Performance measures define the criteria for evaluating the success or effectiveness of an agent's behaviour. These measures can include factors such as accuracy, efficiency, robustness, and resource utilization. Performance measures provide feedback to the agent, guiding its learning and adaptation process towards achieving its goals.

 Problem Generator

The problem generator is responsible for identifying and formulating new challenges or tasks for the agent to solve. It explores the environment for opportunities to improve performance or acquire new knowledge. The problem generator can range from simple task generation algorithms to more sophisticated mechanisms that consider the agent's current capabilities and objectives.

Critic

The critic component provides feedback to the agent on its actions and decisions, helping it understand the consequences of its behaviour.
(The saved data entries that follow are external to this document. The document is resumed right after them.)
//! BMP encoder: uncompressed 24-bit and 32-bit BMP.

use alloc::vec::Vec;

use enough::Stop;

use super::header::{
    Compression, DEFAULT_PPM, FileHeader, HEADERS_LEN, INFO_HEADER_LEN, InfoHeader,
};
use crate::compat::encoding_supported;
use crate::encode::{EncodeOutput, required_input_len};
use crate::error::EncodeError;
use crate::format::ImageFormat;
use crate::pixel::PixelFormat;

/// Encode RGB8 or RGBA8 pixels, top row first, to a bottom-up BMP.
pub(crate) fn encode_bmp(
    pixels: &[u8],
    width: u32,
    height: u32,
    pixel_format: PixelFormat,
    stop: &dyn Stop,
) -> Result<EncodeOutput, EncodeError> {
    let supported = encoding_supported(ImageFormat::Bmp, pixel_format);
    if supported != pixel_format {
        log::warn!("BMP cannot encode {pixel_format:?}, nearest is {supported:?}");
        return Err(EncodeError::UnsupportedPixelFormat {
            format: ImageFormat::Bmp,
            requested: pixel_format,
            supported,
        });
    }

    let expected = required_input_len(pixels, width, height, pixel_format)?;
    let (Ok(header_width), Ok(header_height)) = (i32::try_from(width), i32::try_from(height))
    else {
        return Err(EncodeError::ImageIsTooLarge { width, height });
    };

    let w = width as usize;
    let h = height as usize;
    let bpp = pixel_format.bytes_per_pixel();
    let row_bytes = w * bpp;
    let row_stride = row_bytes
        .checked_add(3)
        .map(|r| r & !3)
        .ok_or(EncodeError::ImageIsTooLarge { width, height })?;
    let pixel_data_size = row_stride
        .checked_mul(h)
        .ok_or(EncodeError::ImageIsTooLarge { width, height })?;
    let file_size = pixel_data_size
        .checked_add(HEADERS_LEN as usize)
        .ok_or(EncodeError::ImageIsTooLarge { width, height })?;
    let file_size_field =
        u32::try_from(file_size).map_err(|_| EncodeError::ImageIsTooLarge { width, height })?;

    stop.check()?;

    let mut out = Vec::new();
    out.try_reserve_exact(file_size)
        .map_err(|_| EncodeError::OutOfMemory(file_size))?;

    FileHeader {
        file_size: file_size_field,
        reserved: [0, 0],
        off_bits: HEADERS_LEN,
    }
    .write(&mut out);
    InfoHeader {
        size: INFO_HEADER_LEN,
        width: header_width,
        // positive = bottom-up
        height: header_height,
        planes: 1,
        bit_count: (bpp * 8) as u16,
        compression: Compression::Rgb.to_u32(),
        size_image: 0,
        x_pels_per_meter: DEFAULT_PPM,
        y_pels_per_meter: DEFAULT_PPM,
        clr_used: 0,
        clr_important: 0,
    }
    .write(&mut out);

    let pad_bytes = row_stride - row_bytes;
    let pixels = &pixels[..expected];
    for (i, row) in pixels.chunks_exact(row_bytes).rev().enumerate() {
        if i % 16 == 0 {
            stop.check()?;
        }
        if bpp == 4 {
            for px in row.chunks_exact(4) {
                out.extend_from_slice(&[px[2], px[1], px[0], px[3]]);
            }
        } else {
            for px in row.chunks_exact(3) {
                out.extend_from_slice(&[px[2], px[1], px[0]]);
            }
        }
        out.extend(core::iter::repeat_n(0u8, pad_bytes));
    }

    log::trace!(
        "BMP: encoded {width}x{height} {pixel_format:?} into {} bytes",
        out.len()
    );
    Ok(EncodeOutput::new(out, ImageFormat::Bmp, pixel_format))
}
It evaluates the agent's performance against predefined goals or criteria and identifies areas for improvement. The critic can be implemented as a separate module within the agent or integrated into the learning process to guide the exploration-exploitation trade-off.

 Learning

Learning mechanisms enable the agent to improve its performance over time through experience. This can involve various techniques such as supervised learning, reinforcement learning, or unsupervised learning. Learning allows the agent to adapt to changing environments, discover patterns in data, and refine its decision-making processes.

 Behaviour

The behaviour of the agent refers to the actions it takes in response to incoming percepts and its current state. This behaviour is determined by the agent program and can be influenced by learning mechanisms, performance measures, and external stimuli. The goal of the agent's behaviour is to maximize its performance or utility in the given environment.

Knowledge

Knowledge encompasses the information, representations, and models that the agent acquires and uses to understand its environment, make decisions, and solve problems. This knowledge can be explicit or implicit, structured or unstructured, and can include facts, rules, heuristics, or learned patterns. Effective knowledge representation and management are essential for the agent to achieve its goals efficiently and adapt to new situations.

Understanding 

Each of these component elements plays a crucial role in defining the function and behaviour of your cyber AI agent, allowing it to perceive, reason, learn, understand, decide and act effectively in its environment.

Conclusion

In conclusion, the development of a reference architecture for AI cybersecurity agents is essential for addressing the complex challenges of modern cybersecurity. By providing a standardized framework, a reference architecture facilitates the design, implementation, and evaluation of robust, scalable, and interoperable agent-based solutions. It enhances the understanding, collaboration, and coordination among agents and human counterparts, ultimately strengthening cybersecurity defences and safeguarding digital assets in an ever-evolving threat landscape.